A New Consumer Goods Ecosystem
As the consumer products industry reacts and adapts to these tectonic shifts and re-formulates medium and longer-term strategies, it’s become clear the full value chain has to be taken into consideration — from sourcing and manufacturing, to eCommerce and retail, to recycling and reuse. The whole system has been disrupted, and the changes are not temporary.
With #EarthDay2020 in our minds, we find ourselves with the possibility and opportunity to respond in a more planet-friendly way. To step-up to the challenge of shifted consumer values and demonstrate that we can achieve planetary sustainability, and far greater resilience in our global systems. This is not a nice to have. The pandemic brings into the immediate many of the challenges climate change will inevitably force us to face.
More than 4 trillion consumer products are made, shipped and retailed globally every year. To sustain the reduction in carbon emissions we’re seeing today in a post-COVID-19 world, consumer product brands require end-to-end visibility into every product’s journey through the supply chain. EVRYTHNG was founded with a vision to connect every physical product to the web, providing the data intelligence necessary to help this $13-trillion global ecosystem achieve sustainability goals.
It is only through this unprecedented data intelligence — the ability to track and authenticate every single item from factory source to the consumer to recycling or reuse — can we make value chains more agile and efficient, and facilitate circularity and reuse / recycle at industrial scale. This technology is already playing an instrumental role as manufacturers react to a radically changed world where smarter supply chains and direct consumer relationships will define who survives and who doesn’t.
We have this unique and unexpected opportunity to change the way we operate. Now is a time for collaboration as never seen before to re-formulate and rebuild our value chain ecosystems for the post-COVID-19 world.

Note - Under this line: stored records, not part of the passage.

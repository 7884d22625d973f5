use chrono::NaiveDate;

use roster_api_types::{CommentPatch, CommentPayload, Gender, PersonPatch, PersonPayload, VotePayload, PERSON_SCHEMA};
use roster_interfaces::{
    CommentRepository, CrudRepository, DatabaseError, PersonRepository, QueryRepository, RepositoryFactory,
};
use roster_query::{parse_filter, PageWindow, RecordQuery, SortToken};
use roster_storage::InMemoryRepositoryFactory;

fn person(first_name: &str, last_name: &str) -> PersonPayload {
    PersonPayload {
        is_admin: false,
        first_name: first_name.to_string(),
        last_name: last_name.to_string(),
        email: format!("{}.{}@example.com", first_name, last_name).to_lowercase(),
        gender: Gender::Female,
        avatar: None,
        job: None,
        company: None,
        date_of_birth: NaiveDate::from_ymd_opt(1990, 5, 17).unwrap(),
        country_of_birth: "France".to_string(),
    }
}

#[tokio::test]
async fn test_person_crud() {
    let factory = InMemoryRepositoryFactory::default();
    let people = factory.person_repository();

    let ada = people.create(person("Ada", "Lovelace")).await.unwrap();
    let grace = people.create(person("Grace", "Hopper")).await.unwrap();
    assert_eq!((ada.id, grace.id), (1, 2));
    assert_eq!(people.count().await.unwrap(), 2);

    let patched = people
        .patch(
            ada.id,
            PersonPatch {
                job: Some(Some("Mathematician".to_string())),
                ..PersonPatch::default()
            },
        )
        .await
        .unwrap();
    assert_eq!(patched.job.as_deref(), Some("Mathematician"));
    assert_eq!(patched.first_name, "Ada");

    let replaced = people.replace(grace.id, person("Margaret", "Hamilton")).await.unwrap();
    assert_eq!(replaced.id, grace.id);
    assert_eq!(replaced.first_name, "Margaret");

    let deleted = people.delete(ada.id).await.unwrap();
    assert_eq!(deleted.id, ada.id);
    assert!(people.find_by_id(ada.id).await.unwrap().is_none());
    assert!(matches!(
        people.delete(ada.id).await,
        Err(DatabaseError::NotFound { id: 1, .. })
    ));

    // ids are never reused
    let next = people.create(person("Katherine", "Johnson")).await.unwrap();
    assert_eq!(next.id, 3);
}

#[tokio::test]
async fn test_find_counts_all_matches() {
    let factory = InMemoryRepositoryFactory::default();
    let people = factory.person_repository();
    for (first, last) in [("Ada", "Lovelace"), ("Alan", "Turing"), ("Grace", "Hopper"), ("Adele", "Goldberg")] {
        people.create(person(first, last)).await.unwrap();
    }

    let query = RecordQuery::ordered_by(SortToken::parse(&PERSON_SCHEMA, "last_name:desc", &[]).unwrap())
        .filtered(parse_filter(&PERSON_SCHEMA, "first_name", "ad").unwrap())
        .paged(PageWindow::new(1, 0).unwrap());
    let page = people.find(&query).await.unwrap();

    assert_eq!(page.total, 2);
    assert_eq!(page.items.len(), 1);
    assert_eq!(page.items[0].last_name, "Lovelace");
}

#[tokio::test]
async fn test_foreign_keys_and_cascades() {
    let factory = InMemoryRepositoryFactory::default();
    let ada = factory.person_repository().create(person("Ada", "Lovelace")).await.unwrap();
    let alan = factory.person_repository().create(person("Alan", "Turing")).await.unwrap();

    let orphan = factory
        .comment_repository()
        .create(CommentPayload {
            user_id: 99,
            content: "hello".to_string(),
        })
        .await;
    assert!(matches!(orphan, Err(DatabaseError::Constraint { .. })));

    let comment = factory
        .comment_repository()
        .create(CommentPayload {
            user_id: ada.id,
            content: "Notes on the analytical engine".to_string(),
        })
        .await
        .unwrap();

    factory
        .vote_repository()
        .create(VotePayload {
            comment_id: comment.id,
            user_id: alan.id,
        })
        .await
        .unwrap();
    assert!(factory
        .vote_repository()
        .create(VotePayload {
            comment_id: 42,
            user_id: alan.id,
        })
        .await
        .is_err());

    let edited = factory
        .comment_repository()
        .patch(
            comment.id,
            CommentPatch {
                content: Some("Sketch of the engine".to_string()),
            },
        )
        .await
        .unwrap();
    assert_eq!(edited.added, comment.added);
    assert!(edited.edited >= comment.edited);

    let by_user = factory
        .comment_repository()
        .find_by_user(ada.id, &RecordQuery::ordered_by(SortToken::ascending("id")))
        .await
        .unwrap();
    assert_eq!(by_user.total, 1);

    // deleting the author removes the comment and the vote on it
    factory.person_repository().delete(ada.id).await.unwrap();
    assert_eq!(factory.comment_repository().count().await.unwrap(), 0);
    assert_eq!(factory.vote_repository().count().await.unwrap(), 0);
    assert!(matches!(
        factory
            .comment_repository()
            .find_by_user(ada.id, &RecordQuery::ordered_by(SortToken::ascending("id")))
            .await,
        Err(DatabaseError::NotFound { .. })
    ));
}

#[tokio::test]
async fn test_seed_and_health() {
    let factory = InMemoryRepositoryFactory::default();
    let report = factory.seed(4).await.unwrap();

    assert_eq!(report.people, 4);
    assert_eq!(factory.person_repository().count().await.unwrap(), 4);
    assert_eq!(factory.comment_repository().count().await.unwrap(), 4);
    assert_eq!(factory.vote_repository().count().await.unwrap(), 4);
    assert!(factory.health_check().await.is_ok());
}
//! Database repository interfaces
//!
//! Listing goes through [`QueryRepository::find`], which receives a
//! [`RecordQuery`] already validated against the record's schema. Storage
//! never sees raw sort or filter strings.

use async_trait::async_trait;
use roster_api_types::{
    Comment, CommentPatch, CommentPayload, Person, PersonPatch, PersonPayload, Vote, VotePayload,
};
use roster_query::{Page, RecordQuery};
use serde::{Deserialize, Serialize};

/// Common database error type
#[derive(Debug, thiserror::Error)]
pub enum DatabaseError {
    #[error("{entity} with ID {id} doesn't exist")]
    NotFound { entity: String, id: i64 },

    #[error("Validation error: {message}")]
    Validation { message: String },

    #[error("Constraint violation: {message}")]
    Constraint { message: String },

    #[error("Internal database error: {message}")]
    Internal { message: String },
}

impl DatabaseError {
    pub fn not_found(entity: impl Into<String>, id: i64) -> Self {
        DatabaseError::NotFound {
            entity: entity.into(),
            id,
        }
    }

    pub fn constraint(message: impl Into<String>) -> Self {
        DatabaseError::Constraint {
            message: message.into(),
        }
    }

    pub fn internal(message: impl Into<String>) -> Self {
        DatabaseError::Internal {
            message: message.into(),
        }
    }
}

pub type DatabaseResult<T> = Result<T, DatabaseError>;

/// Base repository trait with health check capability
#[async_trait]
pub trait Repository: Send + Sync {
    /// Check if the repository is healthy and can serve requests
    async fn health_check(&self) -> DatabaseResult<()>;
}

/// Generic CRUD repository over records `T` created from payloads `N`
#[async_trait]
pub trait CrudRepository<T, N>: Repository
where
    T: Send + 'static,
    N: Send + 'static,
{
    /// Store a new record under the next free id
    async fn create(&self, new: N) -> DatabaseResult<T>;

    async fn find_by_id(&self, id: i64) -> DatabaseResult<Option<T>>;

    /// Overwrite every field of an existing record, keeping its id
    async fn replace(&self, id: i64, new: N) -> DatabaseResult<T>;

    /// Delete a record and return it as it was
    async fn delete(&self, id: i64) -> DatabaseResult<T>;

    /// Get total count of records
    async fn count(&self) -> DatabaseResult<u64>;
}

/// Repository able to execute validated list queries
#[async_trait]
pub trait QueryRepository<T: Send + 'static>: Repository {
    /// Filter, order and window the records.
    ///
    /// `Page::total` counts every record matching the predicate, ignoring
    /// the window.
    async fn find(&self, query: &RecordQuery) -> DatabaseResult<Page<T>>;
}

/// Person repository interface
#[async_trait]
pub trait PersonRepository: CrudRepository<Person, PersonPayload> + QueryRepository<Person> {
    /// Update only the fields present in `patch`
    async fn patch(&self, id: i64, patch: PersonPatch) -> DatabaseResult<Person>;
}

/// Comment repository interface
#[async_trait]
pub trait CommentRepository: CrudRepository<Comment, CommentPayload> + QueryRepository<Comment> {
    async fn patch(&self, id: i64, patch: CommentPatch) -> DatabaseResult<Comment>;

    /// Comments written by one person, with the query applied on top
    async fn find_by_user(&self, user_id: i64, query: &RecordQuery) -> DatabaseResult<Page<Comment>>;
}

/// Vote repository interface
#[async_trait]
pub trait VoteRepository: CrudRepository<Vote, VotePayload> + QueryRepository<Vote> {
    async fn find_by_comment(&self, comment_id: i64) -> DatabaseResult<Vec<Vote>>;
}

/// Number of records inserted by a seeding run
#[derive(Debug, Clone, Copy, Default, PartialEq, Eq, Serialize, Deserialize)]
pub struct SeedReport {
    pub people: usize,
    pub comments: usize,
    pub votes: usize,
}

// =============================================================================
// Repository Factory
// =============================================================================

/// Factory trait for accessing repository instances
#[async_trait]
pub trait RepositoryFactory: Send + Sync {
    fn person_repository(&self) -> &dyn PersonRepository;

    fn comment_repository(&self) -> &dyn CommentRepository;

    fn vote_repository(&self) -> &dyn VoteRepository;

    /// Insert `quantity` fake people, comments and votes
    async fn seed(&self, quantity: usize) -> DatabaseResult<SeedReport>;

    /// Check health of all repositories
    async fn health_check(&self) -> DatabaseResult<()>;
}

Let’s use this #EarthDay2020 to both celebrate the fact that we’ve proven it is possible to make radical changes, but also to focus on how we make those radical changes sustainable. This pandemic has reminded us of the power of data, and of the power of human ingenuity. We have an enormous opportunity to positively shape our post-COVID-19 world with the digital intelligence we now have at our disposal to achieve planetary and economic sustainability. Let’s do it.

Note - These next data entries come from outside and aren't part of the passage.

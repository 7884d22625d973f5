//! Validated query handed to the data-access layer

use serde::{Deserialize, Serialize};

use crate::filter::Predicate;
use crate::pagination::PageWindow;
use crate::record::Record;
use crate::sort::SortToken;

/// Order, optional filter and optional window of a list request
#[derive(Debug, Clone, PartialEq, Eq)]
pub struct RecordQuery {
    pub order: SortToken,
    pub predicate: Option<Predicate>,
    pub window: Option<PageWindow>,
}

impl RecordQuery {
    pub fn ordered_by(order: SortToken) -> Self {
        Self {
            order,
            predicate: None,
            window: None,
        }
    }

    pub fn filtered(mut self, predicate: Predicate) -> Self {
        self.predicate = Some(predicate);
        self
    }

    pub fn paged(mut self, window: PageWindow) -> Self {
        self.window = Some(window);
        self
    }

    pub fn matches<R: Record + ?Sized>(&self, record: &R) -> bool {
        self.predicate
            .as_ref()
            .map_or(true, |predicate| predicate.matches(record))
    }

    /// Reference execution over an in-memory collection.
    ///
    /// `total` counts every matching record, before the window is applied.
    pub fn apply<'a, R, I>(&self, records: I) -> Page<R>
    where
        R: Record + Clone + 'a,
        I: IntoIterator<Item = &'a R>,
    {
        let mut matching: Vec<R> = records
            .into_iter()
            .filter(|record| self.matches(*record))
            .cloned()
            .collect();
        matching.sort_by(|left, right| self.order.compare(left, right));

        let total = matching.len() as u64;
        let items = match self.window {
            Some(window) => {
                let range = window.range(matching.len());
                matching.drain(range).collect()
            }
            None => matching,
        };

        Page { total, items }
    }
}

/// Items of one page plus the size of the whole matching collection
#[derive(Debug, Clone, PartialEq, Eq, Serialize, Deserialize)]
pub struct Page<T> {
    pub total: u64,
    pub items: Vec<T>,
}

impl<T> Page<T> {
    pub fn is_empty(&self) -> bool {
        self.items.is_empty()
    }

    pub fn map<U>(self, f: impl FnMut(T) -> U) -> Page<U> {
        Page {
            total: self.total,
            items: self.items.into_iter().map(f).collect(),
        }
    }
}

#[cfg(test)]
mod tests {
    use super::*;
    use crate::filter::build_predicate;
    use crate::record::AttributeValue;
    use crate::sort::SortDirection;

    #[derive(Debug, Clone, PartialEq)]
    struct Row {
        id: i64,
        name: &'static str,
    }

    impl Record for Row {
        fn attribute(&self, name: &str) -> Option<AttributeValue> {
            match name {
                "id" => Some(self.id.into()),
                "name" => Some(self.name.into()),
                _ => None,
            }
        }
    }

    fn rows() -> Vec<Row> {
        ["Ann", "Bob", "Anna", "Carl", "Joanna"]
            .into_iter()
            .enumerate()
            .map(|(index, name)| Row {
                id: index as i64 + 1,
                name,
            })
            .collect()
    }

    #[test]
    fn test_apply_window_counts_everything() {
        let query = RecordQuery::ordered_by(SortToken::ascending("id"))
            .paged(PageWindow::new(2, 2).unwrap());
        let page = query.apply(&rows());

        assert_eq!(page.total, 5);
        let ids: Vec<_> = page.items.iter().map(|r| r.id).collect();
        assert_eq!(ids, vec![3, 4]);
    }

    #[test]
    fn test_apply_filter_and_order() {
        let query = RecordQuery::ordered_by(SortToken::new("name", SortDirection::Descending))
            .filtered(build_predicate("name", "ann"));
        let page = query.apply(&rows());

        assert_eq!(page.total, 3);
        let names: Vec<_> = page.items.iter().map(|r| r.name).collect();
        assert_eq!(names, vec!["Joanna", "Anna", "Ann"]);
    }

    #[test]
    fn test_apply_past_the_end_is_empty() {
        let query = RecordQuery::ordered_by(SortToken::ascending("id"))
            .paged(PageWindow::new(5, 20).unwrap());
        let page = query.apply(&rows());
        assert_eq!(page.total, 5);
        assert!(page.is_empty());
    }
}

1 The Global Carbon Project.
About the Author
Niall Murphy is CEO and co-founder of EVRYTHNG, the Product Cloud providing digital identities for the world’s consumer products. A computer scientist by training, Niall is a technologist, serial entrepreneur and angel investor with 25 years of experience innovation and future thinking. He has built pioneering businesses in Internet infrastructure, the mobile Internet and web services in Europe, the US and Africa. Niall is a contributor to the World Economic Forum’s Global Future Council on Advanced Manufacturing and Production and a frequent speaker at venues around the world, including TED.